People who know me would know that I don't believe in religions. I'm unsure about God since I have no scientific evidence of his existence, but I'm willing to keep an open mind. However, I'm not saying that I insist on scientific evidence for everything. It's just that I tell myself if God really does exist, then he is very different from that described in many religions. The God of the religions claims that He loves us all. But His love is conditionalthat we must love Him first; that we must accept Him in order to be loved by Him. That, to me, is not true love. But that's my own definition of love, and I acknowledge that it may be different from the definition of others.
True love, to me, is like how I love my daughter. Even if she disobeys me, I will still love her, although admittedly I may be angry. My love for my daughter shall not be shaken just because she goes against my wishes. That is the true meaning of free will. Or at least that's how I perceive "free will".
Beyond that, I don't believe in heaven and hell. If indeed there is heaven or hell in the afterlife, then I will leave it entirely up to God where He thinks I belong. But for the moment, while there is still life in me, I'm seeing heaven and hell around me now.
I've seen way too many people with a lot of money and properties, but they're very unhappy. In fact, they're miserable, and life is hell for them! They're constantly struggling and living a life filled with stress.
On the other hand, I've also seen people with very little money and properties, yet they're very happy. They're unable to live a life of luxury, and in many cases they're unable to get many of the things they'd like to have. They're happy all the same.
Of course there're also many rich people who're happy; and poor people who're unhappy. So actually, there seems to be no clear cut pattern that would equate richness to unhappiness; or poverty to happiness; both rich and poor people may be happy or unhappy.

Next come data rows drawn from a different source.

use diesel::prelude::*;
use serde::{Deserialize, Serialize};

/// Persisted key/value row backing the token store.
#[derive(Queryable, Insertable, AsChangeset, Selectable, PartialEq, Debug, Clone)]
#[diesel(table_name = crate::schema::auth_session)]
#[diesel(check_for_backend(diesel::sqlite::Sqlite))]
pub struct SessionRow {
    pub session_key: String,
    pub session_value: String,
}

/// In-memory snapshot of the current session, refreshed from the store.
#[derive(Debug, Clone, Default, PartialEq)]
pub struct Session {
    pub token: Option<String>,
    pub user_id: Option<String>,
}

impl Session {
    pub fn is_authenticated(&self) -> bool {
        self.token.is_some()
    }
}

#[derive(Serialize, Deserialize, Debug, Clone)]
#[serde(rename_all = "camelCase")]
pub struct LoginRequest {
    pub email: String,
    pub password: String,
}

#[derive(Serialize, Deserialize, Debug, Clone)]
#[serde(rename_all = "camelCase")]
pub struct RegisterRequest {
    pub name: String,
    pub email: String,
    pub password: String,
}

/// Login and register share the same response shape.
#[derive(Serialize, Deserialize, Debug, Clone)]
#[serde(rename_all = "camelCase")]
pub struct AuthResponse {
    pub token: String,
    pub email: String,
    pub expires_in: i64,
}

In the end, I'm forced to the conclusion that happiness and unhappiness, and heaven and hell, all depends on what we make of life. If we choose to be happy, then we shall get happiness; if we choose to make the world around us a heaven, then we shall see the world as a heaven!
This reminds me of a question a friend asked me once. He observed that I've been married for over 20 years, and he was wondering how did I keep it going for that long? I told him that my marriage hasn't always been like what it is today. As a matter of fact, about 4 years into my marriage, things were going through some rough patches. So rough to the extent that they're hanging by a thread, and divorce was a real possibility.
Over the years, I've gone through a gradual change. You see, sometimes it's not a matter of being in heaven or hell; rather, it's what you make of your surrounding, of your life. In the past, I used to fight with my wife because I was convinced that I was in the right. But after a long time, I realised that what's more important to me was to be happy. I therefore chose to be happy. But to be happy doesn't necessarily mean to be proven right. For in the end, there is little point to be victorious in proving myself right, but in the process of achieving that, I lose my happiness. Sometimes in life, you can't get it both ways.
I try my best to live life to the fullest. I'd like to use my mind to achieve whatever the mind can do; I'd like to use my body to achieve its full potential. I may not be rich when compared to so many people, but I'm still happy. I count my blessings for whatever little possessions that I have; and for what I don't have, I keep trying to get them. The challenge of trying to get them is in itself an exciting journey and a rewarding experience.
I choose to be in heaven, even though it's not the heaven of the religions.